Tanda Lahir

Era Chori Christina
Chapter #4

Kepercayaan Diuji

Setibanya di rumah, Inka tak sabar segera menemui mama-nya.

“Ma, Inka mau cerita sama Mama. Udah dari kemarin sebenernya. Cuman ada Papa. Jadi Inka nunggu waktu yang tepat.”

“Tapi, Inka harus ganti baju dulu, sayang. Makan. Habis itu ngobrol sama Mama.”

“Tapi, Ma. Inka harus buru-buru, nih. Takutnya Papa segera pulang,” rengek Inka.

“Ya, sudah. Tapi cepet, ya.”

“Mama Inka kemarin habis ketemu sama seseorang yang kata Mama jika dia memiliki tanda yang sama dengan Inka berarti dia jodoh Inka?”

“Aduh, aduh, sayang. Ngomongnya, kok, kayak nggak ada spasi-nya gitu?”

“Kata Mama Inka harus cepet.”

“Tapi bukan berarti kayak gitu juga, sayang.”

“Aduh, Ma!” erang Inka.

Vina tak sengaja menyenggol tangan kanan Inka.

 “Kenapa, sayang?”

“Nggak apa-apa, kok, Ma,” jawab Inka dengan senyum nyengirnya.

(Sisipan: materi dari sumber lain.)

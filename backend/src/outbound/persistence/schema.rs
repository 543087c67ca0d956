//! Diesel table definitions for the PostgreSQL schema.
//!
//! These definitions must match the database migrations exactly. They are
//! used by Diesel for compile-time query validation and type-safe SQL
//! generation. Regenerate with `diesel print-schema` when migrations change.

diesel::table! {
    /// Registered user accounts.
    users (id) {
        id -> Uuid,
        first_name -> Varchar,
        last_name -> Nullable<Varchar>,
        /// E.164 phone number, unique.
        phone -> Varchar,
        password_hash -> Varchar,
        language -> Varchar,
        superadmin -> Bool,
        created_at -> Timestamptz,
    }
}

diesel::table! {
    /// Server-side login sessions; the cookie carries only the id.
    sessions (id) {
        id -> Uuid,
        user_id -> Uuid,
        created_at -> Timestamptz,
        expires_at -> Timestamptz,
    }
}

diesel::table! {
    /// Organization nodes of the governance tree.
    organizations (id) {
        id -> Uuid,
        name -> Varchar,
        description -> Nullable<Text>,
        parent_id -> Nullable<Uuid>,
        created_by -> Uuid,
        created_at -> Timestamptz,
        archived_at -> Nullable<Timestamptz>,
    }
}

diesel::table! {
    /// Admin role grants, one row per (organization, user).
    organization_admins (organization_id, user_id) {
        organization_id -> Uuid,
        user_id -> Uuid,
        granted_at -> Timestamptz,
    }
}

diesel::table! {
    /// Membership request rows. Rejected rows stay behind as history; a
    /// partial unique index allows at most one pending row per pair.
    organization_users (id) {
        id -> Uuid,
        organization_id -> Uuid,
        user_id -> Uuid,
        status -> Varchar,
        requested_at -> Timestamptz,
        joined_at -> Nullable<Timestamptz>,
        rejected_at -> Nullable<Timestamptz>,
        rejection_reason -> Nullable<Text>,
        rejected_by -> Nullable<Uuid>,
    }
}

diesel::table! {
    /// Organization-to-organization join requests; a partial unique index
    /// allows at most one pending row per child.
    join_parent_requests (id) {
        id -> Uuid,
        child_org_id -> Uuid,
        parent_org_id -> Uuid,
        requested_by -> Uuid,
        message -> Nullable<Text>,
        status -> Varchar,
        created_at -> Timestamptz,
        resolved_at -> Nullable<Timestamptz>,
        resolved_by -> Nullable<Uuid>,
        rejection_reason -> Nullable<Text>,
    }
}

diesel::table! {
    /// Boards owned by an organization.
    boards (id) {
        id -> Uuid,
        organization_id -> Uuid,
        name -> Varchar,
        general -> Bool,
        created_by -> Uuid,
        created_at -> Timestamptz,
        archived_at -> Nullable<Timestamptz>,
    }
}

diesel::table! {
    /// Polls with their page/question/answer structure stored as JSONB.
    polls (id) {
        id -> Uuid,
        board_id -> Uuid,
        title -> Varchar,
        pages -> Jsonb,
        created_at -> Timestamptz,
    }
}

diesel::table! {
    /// Poll enrolment with the participant's voting weight.
    poll_participants (poll_id, user_id) {
        poll_id -> Uuid,
        user_id -> Uuid,
        weight -> Int4,
    }
}

diesel::table! {
    /// Per-user vote drafts with selections stored as JSONB.
    vote_drafts (poll_id, user_id) {
        poll_id -> Uuid,
        user_id -> Uuid,
        selections -> Jsonb,
        finished_at -> Nullable<Timestamptz>,
    }
}

diesel::joinable!(sessions -> users (user_id));
diesel::joinable!(boards -> organizations (organization_id));
diesel::joinable!(polls -> boards (board_id));

diesel::allow_tables_to_appear_in_same_query!(
    users,
    sessions,
    organizations,
    organization_admins,
    organization_users,
    join_parent_requests,
    boards,
    polls,
    poll_participants,
    vote_drafts,
);
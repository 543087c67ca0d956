//! HTTP inbound adapter exposing REST endpoints.

pub mod auth;
pub mod boards;
pub mod error;
pub mod health;
pub mod hierarchy;
pub mod organizations;
pub mod session;
pub mod state;
#[cfg(test)]
pub mod test_utils;
pub mod validation;
pub mod votes;

pub use error::ApiResult;
//! Port for board persistence.

use async_trait::async_trait;

use crate::domain::{Board, BoardId, OrganizationId};

use super::define_port_error;

define_port_error! {
    /// Persistence errors raised by board repository adapters.
    pub enum BoardRepositoryError {
        /// Repository connection could not be established.
        Connection { message: String } => "board repository connection failed: {message}",
        /// Query or mutation failed during execution.
        Query { message: String } => "board repository query failed: {message}",
    }
}

/// Port for reading and writing boards.
#[cfg_attr(test, mockall::automock)]
#[async_trait]
pub trait BoardRepository: Send + Sync {
    /// Insert or update a board.
    async fn save(&self, board: &Board) -> Result<(), BoardRepositoryError>;

    /// Fetch a board by identifier.
    async fn find_by_id(&self, id: &BoardId) -> Result<Option<Board>, BoardRepositoryError>;

    /// Boards owned by `org_id`, including archived ones.
    async fn list_for_organization(
        &self,
        org_id: &OrganizationId,
    ) -> Result<Vec<Board>, BoardRepositoryError>;
}

/// Fixture implementation for tests that do not exercise boards.
#[derive(Debug, Default, Clone, Copy)]
pub struct FixtureBoardRepository;

#[async_trait]
impl BoardRepository for FixtureBoardRepository {
    async fn save(&self, _board: &Board) -> Result<(), BoardRepositoryError> {
        Ok(())
    }

    async fn find_by_id(&self, _id: &BoardId) -> Result<Option<Board>, BoardRepositoryError> {
        Ok(None)
    }

    async fn list_for_organization(
        &self,
        _org_id: &OrganizationId,
    ) -> Result<Vec<Board>, BoardRepositoryError> {
        Ok(Vec::new())
    }
}
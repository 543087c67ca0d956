//! Session-cookie helpers keeping HTTP handlers framework-agnostic.
//!
//! The cookie carries only the opaque server-side session id; everything
//! else (user identity, expiry) lives in the session store behind the
//! `SessionRepository` port.

use actix_session::Session;
use actix_web::{FromRequest, HttpRequest, dev::Payload};
use futures_util::future::LocalBoxFuture;

use crate::domain::{Error, SessionId};

pub(crate) const SESSION_ID_KEY: &str = "session_id";

/// Newtype wrapper exposing higher-level session-cookie operations.
#[derive(Clone)]
pub struct SessionContext(Session);

impl SessionContext {
    /// Construct a new wrapper from the underlying Actix session.
    pub fn new(session: Session) -> Self {
        Self(session)
    }

    /// Persist the server-side session id in the cookie.
    pub fn persist(&self, session_id: &SessionId) -> Result<(), Error> {
        self.0
            .insert(SESSION_ID_KEY, session_id.to_string())
            .map_err(|error| Error::internal(format!("failed to persist session: {error}")))
    }

    /// Fetch the session id from the cookie, if present and well formed.
    pub fn session_id(&self) -> Result<Option<SessionId>, Error> {
        let raw = self
            .0
            .get::<String>(SESSION_ID_KEY)
            .map_err(|error| Error::internal(format!("failed to read session: {error}")))?;
        match raw {
            Some(raw) => match raw.parse::<SessionId>() {
                Ok(id) => Ok(Some(id)),
                Err(error) => {
                    tracing::warn!("invalid session id in cookie: {error}");
                    Ok(None)
                }
            },
            None => Ok(None),
        }
    }

    /// Require a session id or return `401 Unauthorized`.
    pub fn require_session_id(&self) -> Result<SessionId, Error> {
        self.session_id()?
            .ok_or_else(|| Error::unauthorized("login required"))
    }

    /// Drop the cookie contents.
    pub fn clear(&self) {
        self.0.purge();
    }
}

impl FromRequest for SessionContext {
    type Error = actix_web::Error;
    type Future = LocalBoxFuture<'static, Result<Self, Self::Error>>;

    fn from_request(req: &HttpRequest, payload: &mut Payload) -> Self::Future {
        let fut = Session::from_request(req, payload);
        Box::pin(async move { fut.await.map(SessionContext::new) })
    }
}

#[cfg(test)]
mod tests {
    use actix_session::Session;
    use actix_web::http::StatusCode;
    use actix_web::{App, HttpResponse, test, web};

    use super::*;

    fn session_test_app() -> App<
        impl actix_web::dev::ServiceFactory<
            actix_web::dev::ServiceRequest,
            Config = (),
            Response = actix_web::dev::ServiceResponse,
            Error = actix_web::Error,
            InitError = (),
        >,
    > {
        App::new().wrap(crate::inbound::http::test_utils::test_session_middleware())
    }

    #[actix_web::test]
    async fn round_trips_session_id() {
        let expected = "3fa85f64-5717-4562-b3fc-2c963f66afa6";
        let app = test::init_service(
            session_test_app()
                .route(
                    "/set",
                    web::get().to(move |session: SessionContext| async move {
                        let id: SessionId = expected.parse().expect("fixture id");
                        session.persist(&id)?;
                        Ok::<_, Error>(HttpResponse::Ok())
                    }),
                )
                .route(
                    "/get",
                    web::get().to(|session: SessionContext| async move {
                        let id = session.require_session_id()?;
                        Ok::<_, Error>(HttpResponse::Ok().body(id.to_string()))
                    }),
                ),
        )
        .await;

        let set_res =
            test::call_service(&app, test::TestRequest::get().uri("/set").to_request()).await;
        assert_eq!(set_res.status(), StatusCode::OK);
        let cookie = set_res
            .response()
            .cookies()
            .find(|cookie| cookie.name() == "session")
            .expect("session cookie set");

        let get_res = test::call_service(
            &app,
            test::TestRequest::get()
                .uri("/get")
                .cookie(cookie)
                .to_request(),
        )
        .await;
        assert_eq!(get_res.status(), StatusCode::OK);
        let body = test::read_body(get_res).await;
        assert_eq!(body, expected);
    }

    #[actix_web::test]
    async fn missing_session_is_unauthorised() {
        let app = test::init_service(session_test_app().route(
            "/require",
            web::get().to(|session: SessionContext| async move {
                let _ = session.require_session_id()?;
                Ok::<_, Error>(HttpResponse::Ok())
            }),
        ))
        .await;

        let res =
            test::call_service(&app, test::TestRequest::get().uri("/require").to_request()).await;
        assert_eq!(res.status(), StatusCode::UNAUTHORIZED);
    }

    #[actix_web::test]
    async fn tampered_session_id_is_unauthorised() {
        let app = test::init_service(
            session_test_app()
                .route(
                    "/set-invalid",
                    web::get().to(|session: Session| async move {
                        session
                            .insert(SESSION_ID_KEY, "not-a-uuid")
                            .expect("set invalid session id");
                        HttpResponse::Ok()
                    }),
                )
                .route(
                    "/require",
                    web::get().to(|session: SessionContext| async move {
                        let _ = session.require_session_id()?;
                        Ok::<_, Error>(HttpResponse::Ok())
                    }),
                ),
        )
        .await;

        let set_res = test::call_service(
            &app,
            test::TestRequest::get().uri("/set-invalid").to_request(),
        )
        .await;
        let cookie = set_res
            .response()
            .cookies()
            .find(|cookie| cookie.name() == "session")
            .expect("session cookie set");

        let res = test::call_service(
            &app,
            test::TestRequest::get()
                .uri("/require")
                .cookie(cookie)
                .to_request(),
        )
        .await;
        assert_eq!(res.status(), StatusCode::UNAUTHORIZED);
    }
}
//! Tracing middleware attaching a request-scoped trace identifier.
//!
//! Each incoming request receives a UUID trace id stored in task-local
//! storage for correlation across logs and error responses. Task-local
//! variables are not inherited across spawned tasks; wrap spawned work in
//! [`TraceId::scope`] when the identifier must follow it.

use std::task::{Context, Poll};

use actix_web::Error;
use actix_web::dev::{Service, ServiceRequest, ServiceResponse, Transform};
use actix_web::http::header::{HeaderName, HeaderValue};
use futures_util::future::{LocalBoxFuture, Ready, ready};
use tracing::error;

use crate::domain::{TRACE_ID_HEADER, TraceId};

/// Middleware attaching a request-scoped UUID and a `trace-id` response
/// header. Handlers can read the id via [`TraceId::current`].
#[derive(Clone)]
pub struct Trace;

impl<S, B> Transform<S, ServiceRequest> for Trace
where
    S: Service<ServiceRequest, Response = ServiceResponse<B>, Error = Error> + 'static,
    S::Future: 'static,
    B: 'static,
{
    type Response = ServiceResponse<B>;
    type Error = Error;
    type InitError = ();
    type Transform = TraceMiddleware<S>;
    type Future = Ready<Result<Self::Transform, Self::InitError>>;

    fn new_transform(&self, service: S) -> Self::Future {
        ready(Ok(TraceMiddleware { service }))
    }
}

/// Service wrapper produced by [`Trace`].
pub struct TraceMiddleware<S> {
    service: S,
}

impl<S, B> Service<ServiceRequest> for TraceMiddleware<S>
where
    S: Service<ServiceRequest, Response = ServiceResponse<B>, Error = Error> + 'static,
    S::Future: 'static,
    B: 'static,
{
    type Response = ServiceResponse<B>;
    type Error = Error;
    type Future = LocalBoxFuture<'static, Result<Self::Response, Self::Error>>;

    fn poll_ready(&self, cx: &mut Context<'_>) -> Poll<Result<(), Self::Error>> {
        self.service.poll_ready(cx)
    }

    fn call(&self, req: ServiceRequest) -> Self::Future {
        let trace_id = TraceId::generate();
        let header_value = trace_id.to_string();
        let fut = self.service.call(req);
        Box::pin(TraceId::scope(trace_id, async move {
            let mut res = fut.await?;
            match HeaderValue::from_str(&header_value) {
                Ok(value) => {
                    res.response_mut()
                        .headers_mut()
                        .insert(HeaderName::from_static(TRACE_ID_HEADER), value);
                }
                Err(error) => {
                    error!(
                        %error,
                        trace_id = %trace_id,
                        "failed to encode trace identifier header"
                    );
                }
            }
            Ok(res)
        }))
    }
}
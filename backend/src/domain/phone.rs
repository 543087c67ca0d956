//! Phone number value object.
//!
//! Registration identifies users by phone number in E.164-like form: a `+`
//! followed by 1 to 15 digits with a non-zero leading digit. Validation lives
//! in the constructor so the rest of the domain can rely on every
//! [`PhoneNumber`] being well formed.

use std::fmt;
use std::sync::OnceLock;

use regex::Regex;
use serde::{Deserialize, Serialize};
use utoipa::ToSchema;

/// Validation errors returned by [`PhoneNumber::new`].
#[derive(Debug, Clone, PartialEq, Eq)]
pub enum PhoneValidationError {
    Empty,
    Malformed,
}

impl fmt::Display for PhoneValidationError {
    fn fmt(&self, f: &mut fmt::Formatter<'_>) -> fmt::Result {
        match self {
            Self::Empty => write!(f, "phone number must not be empty"),
            Self::Malformed => write!(
                f,
                "phone number must be a + followed by 1 to 15 digits, e.g. +14155550000",
            ),
        }
    }
}

impl std::error::Error for PhoneValidationError {}

static PHONE_RE: OnceLock<Regex> = OnceLock::new();

fn phone_regex() -> &'static Regex {
    PHONE_RE.get_or_init(|| {
        let pattern = r"^\+[1-9]\d{1,14}$";
        Regex::new(pattern)
            .unwrap_or_else(|error| panic!("phone number regex failed to compile: {error}"))
    })
}

/// Validated phone number in E.164-like form.
///
/// ## Invariants
/// - Matches `^\+[1-9]\d{1,14}$`; no whitespace, separators, or extensions.
///
/// Equality compares the normalized string, so two values built from the same
/// input are always equal.
#[derive(Debug, Clone, PartialEq, Eq, Hash, Serialize, Deserialize, ToSchema)]
#[serde(try_from = "String", into = "String")]
#[schema(value_type = String, example = "+14155550000")]
pub struct PhoneNumber(String);

impl PhoneNumber {
    /// Validate and construct a [`PhoneNumber`].
    pub fn new(raw: impl Into<String>) -> Result<Self, PhoneValidationError> {
        let raw = raw.into();
        if raw.trim().is_empty() {
            return Err(PhoneValidationError::Empty);
        }
        if !phone_regex().is_match(&raw) {
            return Err(PhoneValidationError::Malformed);
        }
        Ok(Self(raw))
    }
}

impl AsRef<str> for PhoneNumber {
    fn as_ref(&self) -> &str {
        self.0.as_str()
    }
}

impl fmt::Display for PhoneNumber {
    fn fmt(&self, f: &mut fmt::Formatter<'_>) -> fmt::Result {
        f.write_str(self.as_ref())
    }
}

impl From<PhoneNumber> for String {
    fn from(value: PhoneNumber) -> Self {
        value.0
    }
}

impl TryFrom<String> for PhoneNumber {
    type Error = PhoneValidationError;

    fn try_from(value: String) -> Result<Self, Self::Error> {
        Self::new(value)
    }
}
//! Port for server-side session persistence.

use async_trait::async_trait;

use crate::domain::{Session, SessionId, UserId};

use super::define_port_error;

define_port_error! {
    /// Persistence errors raised by session repository adapters.
    pub enum SessionRepositoryError {
        /// Repository connection could not be established.
        Connection { message: String } => "session repository connection failed: {message}",
        /// Query or mutation failed during execution.
        Query { message: String } => "session repository query failed: {message}",
    }
}

/// Port for issuing, resolving, and revoking sessions.
#[cfg_attr(test, mockall::automock)]
#[async_trait]
pub trait SessionRepository: Send + Sync {
    /// Persist a freshly issued session.
    async fn save(&self, session: &Session) -> Result<(), SessionRepositoryError>;

    /// Resolve a session by its opaque identifier.
    async fn find_by_id(&self, id: &SessionId) -> Result<Option<Session>, SessionRepositoryError>;

    /// Delete one session. Deleting an absent session is not an error.
    async fn delete(&self, id: &SessionId) -> Result<(), SessionRepositoryError>;

    /// Revoke every session belonging to `user_id`.
    async fn delete_all_for_user(&self, user_id: &UserId) -> Result<(), SessionRepositoryError>;
}

/// Fixture implementation for tests that do not exercise sessions.
#[derive(Debug, Default, Clone, Copy)]
pub struct FixtureSessionRepository;

#[async_trait]
impl SessionRepository for FixtureSessionRepository {
    async fn save(&self, _session: &Session) -> Result<(), SessionRepositoryError> {
        Ok(())
    }

    async fn find_by_id(
        &self,
        _id: &SessionId,
    ) -> Result<Option<Session>, SessionRepositoryError> {
        Ok(None)
    }

    async fn delete(&self, _id: &SessionId) -> Result<(), SessionRepositoryError> {
        Ok(())
    }

    async fn delete_all_for_user(&self, _user_id: &UserId) -> Result<(), SessionRepositoryError> {
        Ok(())
    }
}

#[cfg(test)]
mod tests {
    //! Regression coverage for this module.
    use rstest::rstest;

    use super::*;

    #[rstest]
    #[tokio::test]
    async fn fixture_find_returns_none() {
        let repo = FixtureSessionRepository;
        let found = repo
            .find_by_id(&SessionId::random())
            .await
            .expect("fixture lookup succeeds");
        assert!(found.is_none());
    }

    #[rstest]
    fn connection_error_formats_message() {
        let err = SessionRepositoryError::connection("pool exhausted");
        assert!(err.to_string().contains("pool exhausted"));
    }
}
//! Port for staged vote-draft persistence.

use async_trait::async_trait;

use crate::domain::{PollId, UserId, VoteDraft};

use super::define_port_error;

define_port_error! {
    /// Persistence errors raised by vote-draft repository adapters.
    pub enum VoteDraftRepositoryError {
        /// Repository connection could not be established.
        Connection { message: String } =>
            "vote draft repository connection failed: {message}",
        /// Query or mutation failed during execution.
        Query { message: String } =>
            "vote draft repository query failed: {message}",
    }
}

/// Port keyed by `(poll, user)`; one draft per voter per poll.
#[cfg_attr(test, mockall::automock)]
#[async_trait]
pub trait VoteDraftRepository: Send + Sync {
    /// Fetch the draft for `(poll_id, user_id)`, if one was started.
    async fn find(
        &self,
        poll_id: &PollId,
        user_id: &UserId,
    ) -> Result<Option<VoteDraft>, VoteDraftRepositoryError>;

    /// Insert or replace the draft for its `(poll, user)` key.
    async fn upsert(&self, draft: &VoteDraft) -> Result<(), VoteDraftRepositoryError>;
}

/// Fixture implementation for tests that do not exercise vote drafts.
#[derive(Debug, Default, Clone, Copy)]
pub struct FixtureVoteDraftRepository;

#[async_trait]
impl VoteDraftRepository for FixtureVoteDraftRepository {
    async fn find(
        &self,
        _poll_id: &PollId,
        _user_id: &UserId,
    ) -> Result<Option<VoteDraft>, VoteDraftRepositoryError> {
        Ok(None)
    }

    async fn upsert(&self, _draft: &VoteDraft) -> Result<(), VoteDraftRepositoryError> {
        Ok(())
    }
}
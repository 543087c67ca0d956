//! Async-safe connection pool for Diesel PostgreSQL connections.
//!
//! Wraps `diesel-async` and `bb8` so the persistence adapters obtain pooled
//! connections without blocking the runtime. Checkout respects the configured
//! timeout and all failures are mapped to [`PoolError`] variants.

use std::time::Duration;

use diesel_async::AsyncPgConnection;
use diesel_async::pooled_connection::AsyncDieselConnectionManager;
use diesel_async::pooled_connection::bb8::{Pool, PooledConnection};

/// Errors that can occur during pool operations.
#[derive(Debug, Clone, PartialEq, Eq, thiserror::Error)]
pub enum PoolError {
    /// Failed to check out a connection from the pool.
    #[error("failed to get connection from pool: {message}")]
    Checkout { message: String },

    /// Failed to build the connection pool.
    #[error("failed to build connection pool: {message}")]
    Build { message: String },
}

impl PoolError {
    /// Create a checkout error with the given message.
    pub fn checkout(message: impl Into<String>) -> Self {
        Self::Checkout {
            message: message.into(),
        }
    }

    /// Create a build error with the given message.
    pub fn build(message: impl Into<String>) -> Self {
        Self::Build {
            message: message.into(),
        }
    }
}

/// Configuration for the database connection pool.
#[derive(Debug, Clone)]
pub struct PoolConfig {
    database_url: String,
    max_size: u32,
    min_idle: Option<u32>,
    connection_timeout: Duration,
}

impl PoolConfig {
    /// Create a new configuration with the given database URL and defaults
    /// of 10 connections, 2 idle, and a 30 second checkout timeout.
    pub fn new(database_url: impl Into<String>) -> Self {
        Self {
            database_url: database_url.into(),
            max_size: 10,
            min_idle: Some(2),
            connection_timeout: Duration::from_secs(30),
        }
    }

    /// Set the maximum number of connections in the pool.
    pub fn with_max_size(mut self, max_size: u32) -> Self {
        self.max_size = max_size;
        self
    }

    /// Set the minimum number of idle connections to maintain.
    pub fn with_min_idle(mut self, min_idle: Option<u32>) -> Self {
        self.min_idle = min_idle;
        self
    }

    /// Set the connection checkout timeout.
    pub fn with_connection_timeout(mut self, timeout: Duration) -> Self {
        self.connection_timeout = timeout;
        self
    }

    /// Get the database URL.
    pub fn database_url(&self) -> &str {
        &self.database_url
    }
}

/// Async connection pool for PostgreSQL via Diesel.
#[derive(Clone)]
pub struct DbPool {
    inner: Pool<AsyncPgConnection>,
}

impl DbPool {
    /// Create a new connection pool with the given configuration.
    ///
    /// # Errors
    ///
    /// Returns [`PoolError::Build`] if the pool cannot be constructed.
    pub async fn new(config: PoolConfig) -> Result<Self, PoolError> {
        let manager = AsyncDieselConnectionManager::<AsyncPgConnection>::new(&config.database_url);

        let pool = Pool::builder()
            .max_size(config.max_size)
            .min_idle(config.min_idle)
            .connection_timeout(config.connection_timeout)
            .build(manager)
            .await
            .map_err(|err| PoolError::build(err.to_string()))?;

        Ok(Self { inner: pool })
    }

    /// Get a connection from the pool.
    ///
    /// # Errors
    ///
    /// Returns [`PoolError::Checkout`] if a connection cannot be obtained
    /// within the configured timeout.
    pub async fn get(&self) -> Result<PooledConnection<'_, AsyncPgConnection>, PoolError> {
        self.inner
            .get()
            .await
            .map_err(|err| PoolError::checkout(err.to_string()))
    }
}

#[cfg(test)]
mod tests {
    use rstest::rstest;

    use super::*;

    #[rstest]
    fn pool_config_default_values() {
        let config = PoolConfig::new("postgres://localhost/governance");

        assert_eq!(config.database_url(), "postgres://localhost/governance");
        assert_eq!(config.max_size, 10);
        assert_eq!(config.min_idle, Some(2));
        assert_eq!(config.connection_timeout, Duration::from_secs(30));
    }

    #[rstest]
    fn pool_config_builder_pattern() {
        let config = PoolConfig::new("postgres://localhost/governance")
            .with_max_size(20)
            .with_min_idle(Some(5))
            .with_connection_timeout(Duration::from_secs(60));

        assert_eq!(config.max_size, 20);
        assert_eq!(config.min_idle, Some(5));
        assert_eq!(config.connection_timeout, Duration::from_secs(60));
    }

    #[rstest]
    fn pool_error_display() {
        let checkout_err = PoolError::checkout("connection refused");
        let build_err = PoolError::build("invalid URL");

        assert!(checkout_err.to_string().contains("connection refused"));
        assert!(build_err.to_string().contains("invalid URL"));
    }
}
//! Driving ports for registration, login, and session authentication.
//!
//! Inbound adapters call these to run authentication use-cases without
//! knowing the backing infrastructure, which keeps HTTP handler tests
//! deterministic: they substitute a test double instead of wiring
//! persistence and a KDF.

use async_trait::async_trait;
use zeroize::Zeroizing;

use crate::domain::{
    Error, Language, LoginCredentials, PasswordHash, PhoneNumber, Session, SessionId, User,
};

/// Validated registration payload.
#[derive(Debug, Clone)]
pub struct RegisterUserRequest {
    pub first_name: String,
    pub last_name: Option<String>,
    pub phone: PhoneNumber,
    pub password: Zeroizing<String>,
    pub language: Language,
}

/// Domain use-case port for registration.
#[cfg_attr(test, mockall::automock)]
#[async_trait]
pub trait RegisterUser: Send + Sync {
    /// Register a new user; duplicate phone numbers are a conflict.
    async fn register(&self, request: RegisterUserRequest) -> Result<User, Error>;
}

/// Domain use-case port for credential login.
#[cfg_attr(test, mockall::automock)]
#[async_trait]
pub trait LoginUser: Send + Sync {
    /// Validate credentials and issue a session.
    async fn login(&self, credentials: &LoginCredentials) -> Result<Session, Error>;
}

/// Domain use-case port for logout.
#[cfg_attr(test, mockall::automock)]
#[async_trait]
pub trait LogoutUser: Send + Sync {
    /// Revoke one session; revoking an unknown session succeeds.
    async fn logout(&self, session_id: &SessionId) -> Result<(), Error>;
}

/// Domain use-case port resolving a session cookie to its user.
#[cfg_attr(test, mockall::automock)]
#[async_trait]
pub trait SessionAuthenticator: Send + Sync {
    /// Resolve `session_id` to the owning user, rejecting expired sessions.
    async fn authenticate(&self, session_id: &SessionId) -> Result<User, Error>;
}

/// Fixture registration used until persistence is wired: echoes the request
/// back as a user with a marker hash and never persists anything.
#[derive(Debug, Default, Clone, Copy)]
pub struct FixtureRegisterUser;

#[async_trait]
impl RegisterUser for FixtureRegisterUser {
    async fn register(&self, request: RegisterUserRequest) -> Result<User, Error> {
        User::register(
            crate::domain::UserId::random(),
            request.first_name,
            request.last_name,
            request.phone,
            PasswordHash::new("fixture-hash"),
            request.language,
            chrono::Utc::now(),
        )
        .map_err(|err| Error::invalid_request(err.to_string()))
    }
}

/// Fixture login that rejects every credential pair.
#[derive(Debug, Default, Clone, Copy)]
pub struct FixtureLoginUser;

#[async_trait]
impl LoginUser for FixtureLoginUser {
    async fn login(&self, _credentials: &LoginCredentials) -> Result<Session, Error> {
        Err(Error::unauthorized("invalid phone number or password"))
    }
}

/// Fixture logout that always succeeds.
#[derive(Debug, Default, Clone, Copy)]
pub struct FixtureLogoutUser;

#[async_trait]
impl LogoutUser for FixtureLogoutUser {
    async fn logout(&self, _session_id: &SessionId) -> Result<(), Error> {
        Ok(())
    }
}

/// Fixture authenticator that treats every session as unknown.
#[derive(Debug, Default, Clone, Copy)]
pub struct FixtureSessionAuthenticator;

#[async_trait]
impl SessionAuthenticator for FixtureSessionAuthenticator {
    async fn authenticate(&self, _session_id: &SessionId) -> Result<User, Error> {
        Err(Error::unauthorized("session expired or unknown"))
    }
}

Vina bahkan Adi belum mengetahui, jika Inka sesekali merasakan nyeri di bagian tangan kanannya, yang Inka tahu sebagai tanda lahirnya.

Lalu Inka menceritakan bagaimana ia bertemu dengan lelaki misterius itu kepada Vina. Vina mendengarkan—mencermati setiap bagian cerita Inka.

“Sayang ... mungkin itu cuma kebetulan, aja, kok.”

“Mama, kok, nggak konsisten, sih,” ucap Inka sebal.

“Bukan, gitu sayang. Tapi, kan, bisa saja itu tanda buatan sendiri. Apa namanya itu, loh. Emm ....” Vina mencoba berpikir.

“Oh, iya. Tato. Mungkin dia pakai tato.”

Inka memilih meninggalkan Vina dengan langkah gontai menuju kamarnya.

“Sayang ... jangan lupa makan dulu, loh. Udah Mama buatin sayur sop kesukaan kamu. Seperti biasa dengan tingkat kepedasan level mak lampir.”

Inka langsung berlari menuju dapur. Vina tersenyum menggeleng, melihat tingkah putrinya yang begitu mudah dibujuk dengan makanan pedas kesukaannya.

 

TTT

 

Inka sengaja menolak ajakan papa-nya untuk diantar ke sekolah. Seperti rencananya semalam. Ia mencoba memancing lelaki misterius itu untuk keluar. Ia sengaja menjatuhkan sketchbook-nya lagi, saat ia turun dari bus.

Dan benar. Ada seorang laki-laki yang secepat kilat mengambil sketchbook itu kembali. Inka mencoba untuk bertanya pada laki-laki tersebut. Hanya saja, tetap tidak bisa. Ia berjalan mendahului Inka sekali lagi dengan cepat.

“Tunggu dulu. Tadi dia, kan, pakai tas yang kayak dipakai anak seni rupa, kan?” Inka mencoba mengingat sesuatu.

“Iya. Vino biasanya juga pakai. Apa jangan-jangan, dia?”

“Tapi, nggak mungkin Vino seperti itu. Udahlah. Yang penting gue dapat petunjuk selanjutnya.”

Inka saat itu juga menggambar bentuk tas yang dipakai lelaki misterius tersebut.

“Bentuknya seperti dari pipa pralon. Warna-warni. Emm .... sepertinya juga banyak sticker-nya.”

“Aduh, kenapa tiba-tiba rasa sakitnya muncul lagi, sih? Tapi dia, kan, nggak ada di sini? Apa jangan-jangan dia ngumpet?” Inka melihat sekeliling—memastikan seseorang itu masih ada atau sudah pergi.

“Inka? Ngapain kamu, clingak-clinguk gitu?” tanya Vino.